Another one that I heard all the time when I’d complain that I wanted to go off of defense and score goals was, “You could be an offense of defenseman… Like Bobby Orr.” To which I always answered, “I ain’t Bobby Orr, and this team ain’t the Boston Bruins. If I leave the point none of these guys are savvy enough to drop back and cover it.” And there the discussion always ended.

Coach after coach, team after team, season after season, winter league, spring league I went through the same drill. Finally in February 1976 toward the end of the season I was playing in Midland. Michigan at the old outdoor rink. As luck would have it that night, my team was stocked with one extra defenseman. Again I went to the coach and nagged to play up front. “Okay,” he groaned with resignation, “you can be right wing on the third line.”

On my first shift that night I picked up a bouncer in the slot stretched around behind the net to the right side and back- handed it into the lower corner on the wrap-around. My very first shift as a forward and I scored a goal. I picked up the puck, skated back to the bench, handed it to the coach and said, “Here, save this for me.” He just shook his head and said, “From now on yer’ a forward.” I picked up two assists that night and we won the game 4 to 3.
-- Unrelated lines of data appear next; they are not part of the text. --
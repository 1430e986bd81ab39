use async_trait::async_trait;
use redline_shared::*;
use reqwest::{Method, RequestBuilder, Response};
use serde::de::DeserializeOwned;
use serde::Serialize;

use crate::error::ClientError;

/// The remote board service the feed reconciles against.
#[async_trait]
pub trait FeedService: Send + Sync + 'static {
    async fn list_posts(&self) -> Result<Vec<PostDetail>, ClientError>;
    async fn create_post(&self, draft: &CreatePost) -> Result<Post, ClientError>;
    async fn fetch_comments(&self, post_id: i64) -> Result<Vec<Comment>, ClientError>;
    async fn create_comment(&self, draft: &CreateComment) -> Result<Comment, ClientError>;
    async fn vote_comment(
        &self,
        comment_id: i64,
        direction: VoteDirection,
    ) -> Result<VoteResponse, ClientError>;
    async fn create_correction(&self, draft: &CreateCorrection) -> Result<Correction, ClientError>;
    async fn vote_correction(
        &self,
        post_id: i64,
        correction_id: i64,
    ) -> Result<VoteResponse, ClientError>;
    async fn choose_best(&self, post_id: i64, correction_id: i64) -> Result<(), ClientError>;
    async fn suggest(&self, post_id: i64) -> Result<String, ClientError>;
}

/// [`FeedService`] over the JSON HTTP API.
#[derive(Debug, Clone)]
pub struct HttpFeedService {
    client: reqwest::Client,
    base_url: String,
    token: Option<String>,
}

impl HttpFeedService {
    pub fn new(base_url: impl Into<String>) -> Self {
        Self {
            client: reqwest::Client::new(),
            base_url: base_url.into().trim_end_matches('/').to_string(),
            token: None,
        }
    }

    pub fn with_token(mut self, token: impl Into<String>) -> Self {
        self.token = Some(token.into());
        self
    }

    pub fn has_token(&self) -> bool {
        self.token.is_some()
    }

    fn request(&self, method: Method, path: &str) -> RequestBuilder {
        let req = self
            .client
            .request(method, format!("{}{}", self.base_url, path));
        match &self.token {
            Some(token) => req.bearer_auth(token),
            None => req,
        }
    }

    async fn get<T: DeserializeOwned>(&self, path: &str) -> Result<T, ClientError> {
        let resp = self.request(Method::GET, path).send().await?;
        Ok(check(resp).await?.json().await?)
    }

    async fn post<T: DeserializeOwned, B: Serialize + Sync>(
        &self,
        path: &str,
        body: &B,
    ) -> Result<T, ClientError> {
        let resp = self.request(Method::POST, path).json(body).send().await?;
        Ok(check(resp).await?.json().await?)
    }
}

async fn check(resp: Response) -> Result<Response, ClientError> {
    let status = resp.status();
    if status.is_success() {
        return Ok(resp);
    }
    let message = resp
        .json::<ErrorBody>()
        .await
        .map(|b| b.message)
        .unwrap_or_else(|_| status.to_string());
    Err(ClientError::from_status(status.as_u16(), message))
}

#[async_trait]
impl FeedService for HttpFeedService {
    async fn list_posts(&self) -> Result<Vec<PostDetail>, ClientError> {
        self.get("/api/posts").await
    }

    async fn create_post(&self, draft: &CreatePost) -> Result<Post, ClientError> {
        self.post("/api/posts", draft).await
    }

    async fn fetch_comments(&self, post_id: i64) -> Result<Vec<Comment>, ClientError> {
        self.get(&format!("/api/comments/{post_id}")).await
    }

    async fn create_comment(&self, draft: &CreateComment) -> Result<Comment, ClientError> {
        self.post("/api/comments", draft).await
    }

    async fn vote_comment(
        &self,
        comment_id: i64,
        direction: VoteDirection,
    ) -> Result<VoteResponse, ClientError> {
        self.post("/api/votes", &CastVote { comment_id, direction })
            .await
    }

    async fn create_correction(&self, draft: &CreateCorrection) -> Result<Correction, ClientError> {
        self.post("/api/corrections", draft).await
    }

    async fn vote_correction(
        &self,
        post_id: i64,
        correction_id: i64,
    ) -> Result<VoteResponse, ClientError> {
        self.post(
            "/api/corrections/vote",
            &VoteCorrection {
                post_id,
                correction_id,
            },
        )
        .await
    }

    async fn choose_best(&self, post_id: i64, correction_id: i64) -> Result<(), ClientError> {
        let path = format!("/api/corrections/{post_id}/best/{correction_id}");
        let resp = self.request(Method::PATCH, &path).send().await?;
        check(resp).await?;
        Ok(())
    }

    async fn suggest(&self, post_id: i64) -> Result<String, ClientError> {
        let resp: SuggestResponse = self
            .post("/api/suggest", &SuggestRequest { post_id })
            .await?;
        Ok(resp.suggestion)
    }
}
Following season I was playing in the juniors and as we started training camp the coach was one that I had previously argued bitterly about letting me play forward. In fact that dispute became so inflamed that led to my departure from the high school hockey league. Of course, I got a call the next day asking me to come and play in the midget leagues- where they promptly stuck me on D. Now as I went to start my first practice with the Saginaw junior B team I walked up to my old coach and he asked how I was “feeling.” I knew what he meant so I just told him that I had a new outlook because I was a forward now. He simply shrugged and said, “Okay, I’ve got lots of D this season.” He and I got along VERY well that season as I got my share of goals and even ended up starting.


For some crazy reason after all these years I kept that stupid puck. The same one that I scored my first goal with and then gleefully carved into it the date and the words, “first goal.” It’s funny how years later, okay… Decades later, you can clearly remember little events such as the one represented by that puck. I close my eyes I can still see it going right through that corner as the goaltender stretched in vain to try and stop it. I guess the wrinkle in my brain where that memory resides takes up the space where something like algebra should be stored, but couldn’t get in.